Die Entscheidung der Wiener Landesregierung vom 18. August 1986 lautet dahingehend, daß das Strafverfahren nach § 5 Abs. 1 StVO 1960 eingestellt wird, weil die Berufungsbehörde nicht innerhalb eines Jahres nach Einlangen der Berufung entschieden habe, und nicht etwa, weil als erwiesen anzunehmen sei, der Beschwerdeführer habe nicht in einem durch Alkohol beeinträchtigten Zustand sein Kraftfahrzeug gelenkt (§ 45 Abs. 1 lit. b VStG 1950).

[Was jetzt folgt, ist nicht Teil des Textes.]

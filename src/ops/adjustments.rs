// ============================================================================
// ADJUSTMENT OPERATIONS - per-pixel colour transforms
// ============================================================================
//
// Rows are processed in parallel via rayon.
// ============================================================================

use image::RgbaImage;
use rayon::prelude::*;

use crate::canvas::PixelBuffer;

// ============================================================================
// HELPER: per-pixel transform
// ============================================================================

/// Apply a per-pixel transform to a copy of `src`.
/// `transform` receives `[r, g, b, a]` and returns the replacement pixel.
pub fn apply_pixel_transform<F>(src: &PixelBuffer, transform: F) -> PixelBuffer
where
    F: Fn([u8; 4]) -> [u8; 4] + Sync,
{
    let (w, h) = src.dimensions();
    let stride = w as usize * 4;
    let src_raw = src.as_raw();
    let mut dst_raw = vec![0u8; src_raw.len()];

    dst_raw.par_chunks_mut(stride).enumerate().for_each(|(y, row_out)| {
        let row_in = &src_raw[y * stride..(y + 1) * stride];
        for (px_in, px_out) in row_in.chunks_exact(4).zip(row_out.chunks_exact_mut(4)) {
            let out = transform([px_in[0], px_in[1], px_in[2], px_in[3]]);
            px_out.copy_from_slice(&out);
        }
    });

    match RgbaImage::from_raw(w, h, dst_raw) {
        Some(img) => PixelBuffer::from_rgba_image(img),
        None => src.clone(),
    }
}

// ============================================================================
// INSTANT OPERATIONS
// ============================================================================

/// Invert all color channels (R, G, B). Alpha is preserved.
pub fn invert(src: &PixelBuffer) -> PixelBuffer {
    apply_pixel_transform(src, |[r, g, b, a]| [255 - r, 255 - g, 255 - b, a])
}

/// ITU-R 601-2 luma, the same weights a classic "L" conversion uses.
pub fn luminance(r: u8, g: u8, b: u8) -> u8 {
    ((r as u32 * 299 + g as u32 * 587 + b as u32 * 114) / 1000) as u8
}

/// Replace every pixel with its luminance on all three colour channels.
///
/// The result is fully opaque: it is a three-channel luminance image loaded
/// back into an RGBA layer.
pub fn grayscale(src: &PixelBuffer) -> PixelBuffer {
    apply_pixel_transform(src, |[r, g, b, _]| {
        let l = luminance(r, g, b);
        [l, l, l, 255]
    })
}
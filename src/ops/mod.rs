pub mod adjustments;
pub mod canvas_ops;
pub mod fill;
pub mod transform;

use image::Rgba;

use crate::canvas::{PixelBuffer, Pos, SelectionRect};
use crate::error::{EditorError, Result};

/// Pixel transforms a layer can apply to its live buffer.
#[derive(Clone, Copy, Debug, PartialEq)]
pub enum Transform {
    FlipVertical,
    FlipHorizontal,
    Invert,
    Grayscale,
    RotateLeft,
    RotateRight,
    FloodFill { origin: Pos, color: Rgba<u8> },
    /// Crop to the rectangle, then stretch back to the layer size.
    Crop(SelectionRect),
}

impl Transform {
    pub fn name(&self) -> &'static str {
        match self {
            Transform::FlipVertical => "Flip Vertical",
            Transform::FlipHorizontal => "Flip Horizontal",
            Transform::Invert => "Invert",
            Transform::Grayscale => "Grayscale",
            Transform::RotateLeft => "Rotate Left",
            Transform::RotateRight => "Rotate Right",
            Transform::FloodFill { .. } => "Flood Fill",
            Transform::Crop(_) => "Crop",
        }
    }

    /// Check coordinate arguments against a `width`×`height` buffer.
    pub fn validate(&self, width: u32, height: u32) -> Result<()> {
        let check = |pos: Pos| {
            if pos.x < width && pos.y < height {
                Ok(())
            } else {
                Err(EditorError::OutOfBounds {
                    x: pos.x,
                    y: pos.y,
                    width,
                    height,
                })
            }
        };
        match self {
            Transform::FloodFill { origin, .. } => check(*origin),
            Transform::Crop(rect) => {
                check(rect.min())?;
                check(rect.max())
            }
            _ => Ok(()),
        }
    }

    /// Produce the transformed buffer. The result keeps `src`'s dimensions.
    pub fn apply(&self, src: &PixelBuffer) -> Result<PixelBuffer> {
        Ok(match self {
            Transform::FlipVertical => transform::flip_vertical(src),
            Transform::FlipHorizontal => transform::flip_horizontal(src),
            Transform::Invert => adjustments::invert(src),
            Transform::Grayscale => adjustments::grayscale(src),
            Transform::RotateLeft => transform::rotate_left(src),
            Transform::RotateRight => transform::rotate_right(src),
            Transform::FloodFill { origin, color } => fill::flood_fill(src, *origin, *color)?,
            Transform::Crop(rect) => {
                let cropped = transform::crop(src, rect)?;
                PixelBuffer::fitted(cropped.as_rgba_image(), src.width(), src.height())
            }
        })
    }
}
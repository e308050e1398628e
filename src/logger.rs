//! Session logger: writes log output to a single file in the OS data directory.
//!
//! The file is truncated at each `init`, so it only ever holds the most recent
//! session.
//!
//! Log location:
//!   Windows:  `%APPDATA%\PixelFrame\pixelframe.log`
//!   Linux:    `~/.local/share/PixelFrame/pixelframe.log`
//!   macOS:    `~/Library/Application Support/PixelFrame/pixelframe.log`
//!
//! Use the `log_info!` / `log_warn!` / `log_err!` macros anywhere in the crate.
//! Before `init` they only reach the `log` facade, so library code and tests
//! can log freely. Every line is also forwarded to `log`, letting an embedding
//! application route it through its own logger.

use std::fs::{self, File, OpenOptions};
use std::io::Write;
use std::path::PathBuf;
use std::sync::atomic::{AtomicBool, Ordering};
use std::sync::{Mutex, OnceLock};
use std::time::{SystemTime, UNIX_EPOCH};

static LOG_FILE: OnceLock<Mutex<File>> = OnceLock::new();
static LOG_PATH: OnceLock<PathBuf> = OnceLock::new();
static ECHO_STDERR: AtomicBool = AtomicBool::new(false);

/// Returns the path to the current session log file.
pub fn log_path() -> Option<&'static PathBuf> {
    LOG_PATH.get()
}

/// Mirror every logged line to stderr (the CLI's `--verbose`).
pub fn set_verbose(verbose: bool) {
    ECHO_STDERR.store(verbose, Ordering::Relaxed);
}

/// Write a line to the session log. I/O errors are ignored.
pub fn write_line(line: &str) {
    if ECHO_STDERR.load(Ordering::Relaxed) {
        eprintln!("{}", line);
    }
    if let Some(mutex) = LOG_FILE.get()
        && let Ok(mut file) = mutex.lock()
    {
        let _ = writeln!(file, "{}", line);
    }
}

/// Write a timestamped, level-tagged line to the session log.
pub fn write(level: &str, msg: &str) {
    let facade_level = match level {
        "ERROR" | "PANIC" => log::Level::Error,
        "WARN" => log::Level::Warn,
        _ => log::Level::Info,
    };
    log::log!(target: "pixelframe", facade_level, "{}", msg);

    let ts = timestamp();
    write_line(&format!("[{}] [{}] {}", ts, level, msg));
}

#[macro_export]
macro_rules! log_info {
    ($($arg:tt)*) => {
        $crate::logger::write("INFO", &format!($($arg)*))
    };
}

#[macro_export]
macro_rules! log_warn {
    ($($arg:tt)*) => {
        $crate::logger::write("WARN", &format!($($arg)*))
    };
}

#[macro_export]
macro_rules! log_err {
    ($($arg:tt)*) => {
        $crate::logger::write("ERROR", &format!($($arg)*))
    };
}

/// Initialise the session logger. Call once, before any logging you want on disk.
///
/// * Creates (or truncates) `<data dir>/<app_name>/<app_name lowercase>.log`.
/// * Installs a panic hook that writes the panic message to the log before
///   running the previous hook.
pub fn init(app_name: &str) {
    let path = log_file_path(app_name);

    if let Some(parent) = path.parent() {
        let _ = fs::create_dir_all(parent);
    }

    let file = OpenOptions::new()
        .create(true)
        .write(true)
        .truncate(true)
        .open(&path);

    match file {
        Ok(f) => {
            let _ = LOG_PATH.set(path.clone());
            let _ = LOG_FILE.set(Mutex::new(f));
        }
        Err(e) => {
            // Not fatal: keep running without a log file.
            eprintln!("[logger] Failed to open log file {:?}: {}", path, e);
            return;
        }
    }

    write_line(&format!("=== {} session started {} ===", app_name, human_timestamp()));
    write_line(&format!("Log file: {}", path.display()));
    write_line("");

    let prev = std::panic::take_hook();
    std::panic::set_hook(Box::new(move |info| {
        write_line(&format!("[{}] [PANIC] {}", timestamp(), info));
        prev(info);
    }));
}

fn log_file_path(app_name: &str) -> PathBuf {
    data_dir()
        .join(app_name)
        .join(format!("{}.log", app_name.to_lowercase()))
}

/// Platform data directory (without the app sub-folder).
fn data_dir() -> PathBuf {
    #[cfg(target_os = "windows")]
    {
        if let Ok(appdata) = std::env::var("APPDATA") {
            return PathBuf::from(appdata);
        }
    }
    #[cfg(target_os = "macos")]
    {
        if let Ok(home) = std::env::var("HOME") {
            return PathBuf::from(home).join("Library").join("Application Support");
        }
    }
    if let Ok(xdg) = std::env::var("XDG_DATA_HOME") {
        return PathBuf::from(xdg);
    }
    if let Ok(home) = std::env::var("HOME") {
        return PathBuf::from(home).join(".local").join("share");
    }
    PathBuf::from(".")
}

/// HH:MM:SS (UTC) within the current day.
fn timestamp() -> String {
    match SystemTime::now().duration_since(UNIX_EPOCH) {
        Ok(d) => {
            let secs = d.as_secs();
            let h = (secs % 86400) / 3600;
            let m = (secs % 3600) / 60;
            let s = secs % 60;
            format!("{:02}:{:02}:{:02}", h, m, s)
        }
        Err(_) => "??:??:??".to_string(),
    }
}

fn human_timestamp() -> String {
    match SystemTime::now().duration_since(UNIX_EPOCH) {
        Ok(d) => format!("(unix {})", d.as_secs()),
        Err(_) => "(unknown time)".to_string(),
    }
}
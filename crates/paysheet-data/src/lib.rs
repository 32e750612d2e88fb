#![doc = include_str!("../README.md")]
#![doc(issue_tracker_base_url = "https://github.com/factordynamics/paysheet/issues/")]
#![cfg_attr(docsrs, feature(doc_cfg, doc_auto_cfg))]
#![warn(missing_docs)]
#![forbid(unsafe_code)]

pub mod error;
pub mod extract;
pub mod source;
pub mod table_set;

pub use error::{DataError, Result};
pub use extract::{extract, read_source};
pub use source::{SourceSpec, Sources};
pub use table_set::{TableSet, tables};

/// Version information.
pub const VERSION: &str = env!("CARGO_PKG_VERSION");
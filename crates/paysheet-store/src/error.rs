//! Error types for store operations.

use thiserror::Error;

/// Result type for store operations.
pub type Result<T> = std::result::Result<T, StoreError>;

/// Errors that can occur while writing to the relational store.
#[derive(Debug, Error)]
pub enum StoreError {
    /// Database error
    #[error("Database error: {0}")]
    Database(#[from] rusqlite::Error),

    /// Database directory could not be created
    #[error("Cannot create database directory {path}: {source}")]
    Io {
        /// Directory that was being created
        path: std::path::PathBuf,
        /// Underlying IO error
        #[source]
        source: std::io::Error,
    },

    /// Connection string not understood
    #[error("Invalid connection string: {0}")]
    InvalidConnection(String),

    /// Table missing from the table set
    #[error(transparent)]
    Data(#[from] paysheet_data::DataError),

    /// Column type with no SQL mapping
    #[error("Column {column} has unsupported type {dtype}")]
    UnsupportedType {
        /// Offending column
        column: String,
        /// Its polars type
        dtype: String,
    },

    /// Polars error
    #[error("Polars error: {0}")]
    Polars(#[from] polars::prelude::PolarsError),
}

Nur letzteres wäre eine anderslautende Vorfragenentscheidung im Sinne des § 69 Abs. 1 lit. c AVG 1950. Mit der vorliegenden Einstellung nach § 45 Abs. 1 lit. c in Verbindung mit § 51 Abs. 5 VStG 1950 ist über die Vorfrage, ob der Beschwerdeführer eine Übertretung nach § 99 Abs. 1 StVO 1960 begangen hat, gar keine Entscheidung getroffen worden.
Da bereits der Inhalt der Beschwerde erkennen läßt, daß die vom Beschwerdeführer behauptete Rechtsverletzung nicht vorliegt, war sie gemäß § 35 Abs. 1 VwGG ohne weiteres Verfahren in nichtöffentlicher Sitzung als unbegründet abzuweisen.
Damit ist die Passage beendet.